Natürlich ist die Expertenorganisation, nach der Mr. Lippmann ruft, grundsätzlich wünschenswert. Diese Tatsache ist unbestreitbar. Aber sein Argument scheint mir die Wichtigkeit von Politik und politischem Handeln zu übertreiben und außerdem das Problem zu umgehen, wie Letzteres von organisierter Intelligenz effektiv gelenkt werden soll, wenn es keine begleitende direkte Aufklärung der öffentlichen Meinung sowie eine nachträgliche indirekte Instruktion gibt. Wenn Mr. Lippmann die Gefahr des Amtsschimmels, die eine fachkundige, technische und verborgene Organisation begleitet, darlegt – »Papierkrieg, Berge von Papier, Fragebögen bis zum Erbrechen, sieben Durchschläge pro Dokument, Bestätigungen, Verzögerungen, verlorene Papiere, den Gebrauch des Formulars 136 statt 29b«[20]  usw. –, dann nimmt er dem Kritiker den Wind aus den Segeln. Aber die einzig sichere Garantie gegen diese Gefahren ist die ständige Berichterstattung der Nachrichten als Wahrheit, über Ereignisse, die zwar signalisiert werden, doch als Signale von verborgenen Tatsachen, von Tatsachen, die in Beziehung zueinander gesetzt werden, ein Bild von Situationen, auf dessen Grundlage die Menschen auf intelligente Weise handeln können. Mr. Lippmann hat die fundamentale Schwierigkeit der Demokratie deutlicher als jeder andere Autor in den Vordergrund gerückt. Aber die Schwierigkeit ist so fundamental, dass ihr meiner Ansicht nach nur durch eine noch fundamentalere Lösung begegnet werden kann, als er sie zu geben gewagt hat. Wenn die Not drängt, können Erfindungsreichtum, Geschick und Leistung auf erstaunliche Weise eine Antwort geben. Demokratie erfordert eine gründlichere Bildung als die Bildung von Beamten, Verwaltern und Firmenvorständen. Weil diese fundamentale allgemeine Bildung zugleich so notwendig und so schwer zu erreichen ist, ist das Unternehmen der Demokratie 17eine so große Herausforderung. Es auf das Problem der Aufklärung von Verwaltern und Führungskräften zu reduzieren bedeutet, etwas von seiner Reichweite und seiner Herausforderung zu verfehlen.

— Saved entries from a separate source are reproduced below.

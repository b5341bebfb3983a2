use chrono::{DateTime, Utc};
use rocket_okapi::okapi::schemars::JsonSchema;
use serde::{Deserialize, Serialize};
use uuid::Uuid;

use crate::models::{Book, Review, User};

/// Roles a principal can hold. Stored as text in the users table.
#[derive(Debug, Clone, Copy, Serialize, Deserialize, JsonSchema, PartialEq, Eq)]
#[serde(rename_all = "lowercase")]
pub enum Role {
    Admin,
    User,
}

impl Role {
    /// Parse the role column; anything unrecognized falls back to `User`.
    pub fn from_db_value(role: &str) -> Self {
        match role {
            "admin" => Role::Admin,
            _ => Role::User,
        }
    }

    pub fn as_str(&self) -> &'static str {
        match self {
            Role::Admin => "admin",
            Role::User => "user",
        }
    }
}

// ===== Requests =====

#[derive(Debug, Clone, Serialize, Deserialize, JsonSchema)]
pub struct SignupRequest {
    pub username: String,
    pub email: String,
    pub password: String,
    pub firstname: String,
    pub lastname: String,
}

#[derive(Debug, Clone, Serialize, Deserialize, JsonSchema)]
pub struct LoginRequest {
    pub email: String,
    pub password: String,
}

#[derive(Debug, Clone, Serialize, Deserialize, JsonSchema)]
pub struct EmailRequest {
    pub addresses: Vec<String>,
}

#[derive(Debug, Clone, Serialize, Deserialize, JsonSchema)]
pub struct PasswordResetRequest {
    pub email: String,
}

#[derive(Debug, Clone, Serialize, Deserialize, JsonSchema)]
pub struct PasswordResetConfirm {
    pub new_password: String,
    pub confirm_password: String,
}

// ===== Responses =====

#[derive(Debug, Clone, Serialize, Deserialize, JsonSchema)]
pub struct MessageResponse {
    pub message: String,
}

impl MessageResponse {
    pub fn new(message: impl Into<String>) -> Self {
        Self {
            message: message.into(),
        }
    }
}

/// Outward representation of a principal; the password hash never leaves
/// the persistence layer.
#[derive(Debug, Clone, Serialize, Deserialize, JsonSchema)]
pub struct UserResponse {
    pub uid: Uuid,
    pub username: String,
    pub email: String,
    pub firstname: String,
    pub lastname: String,
    pub role: String,
    pub is_verified: bool,
    pub created_at: DateTime<Utc>,
    pub updated_at: DateTime<Utc>,
}

impl From<User> for UserResponse {
    fn from(user: User) -> Self {
        Self {
            uid: user.uid,
            username: user.username,
            email: user.email,
            firstname: user.firstname,
            lastname: user.lastname,
            role: user.role,
            is_verified: user.is_verified,
            created_at: user.created_at,
            updated_at: user.updated_at,
        }
    }
}

/// Principal with owned books and reviews, as returned by `/auth/me`.
#[derive(Debug, Clone, Serialize, Deserialize, JsonSchema)]
pub struct UserProfileResponse {
    #[serde(flatten)]
    pub user: UserResponse,
    pub books: Vec<Book>,
    pub reviews: Vec<Review>,
}

#[derive(Debug, Clone, Serialize, Deserialize, JsonSchema)]
pub struct SignupResponse {
    pub message: String,
    pub user: UserResponse,
}

#[derive(Debug, Clone, Serialize, Deserialize, JsonSchema)]
pub struct UserSummary {
    pub email: String,
    pub uid: Uuid,
}

#[derive(Debug, Clone, Serialize, Deserialize, JsonSchema)]
pub struct LoginResponse {
    pub message: String,
    pub access_token: String,
    pub refresh_token: String,
    pub user: UserSummary,
}

#[derive(Debug, Clone, Serialize, Deserialize, JsonSchema)]
pub struct RefreshResponse {
    pub access_token: String,
}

18Rezension: Praktische Demokratie The Phantom Public, Walter Lippmann.

New York: Harcourt, Brace and Co., 1925, 205 Seiten. $2.

Walter Lippmann ließ seiner Analyse der Öffentlichen Meinung einen kürzeren und, sofern möglich, sogar noch prägnanteren Essay über Die Öffentlichkeit selbst folgen – jenes Wesen oder Werkzeug, das die Meinung formt und ausdrückt und von dem es heißt, dass es den Staat regiert. Seine Beurteilung dieses Wesens hat sich im Titel niedergeschlagen: Die Phantom-Öffentlichkeit. Am Ende zeigt sich jedoch, dass die Öffentlichkeit der Demokratietheoretiker das Phantom ist und dass Mr. Lippmann glaubt, es gebe eine Öffentlichkeit oder eher viele Öffentlichkeiten, die, obwohl flüchtig, schwer fassbar, unwissend und scheu, mit geeigneten Mitteln eingefangen, fixiert, geformt und informiert und so dazu bewegt werden können, gelegentlich sozusagen öffentlich in Erscheinung zu treten. Und er ist überzeugt, diese Öffentlichkeiten können bei richtiger Behandlung und Umerziehung mit einem beachtlichen Maß an Wirksamkeit und Nutzen in die Klärung politischer Fragen, das heißt in die Ausübung der Regierung, eingreifen. Obgleich man einige Passagen zitieren kann, die, wenn aus dem Zusammenhang gerissen, den Eindruck erweckten, dass Mr. Lippmann mit der Demokratie für immer »fertig« war, ist sein Essay in Wirklichkeit ein Bekenntnis zu einer gestutzten und gemäßigten Demokratietheorie und eine Vorstellung von Methoden, mit welchen ein vernünftiger Demokratiebegriff zum Funktionieren gebracht werden kann – nicht in Vollkommenheit, aber zumindest besser, als die Demokratie unter einer übertriebenen und undisziplinierten Vorstellung von der Öffentlichkeit und ihrer Macht funktioniert.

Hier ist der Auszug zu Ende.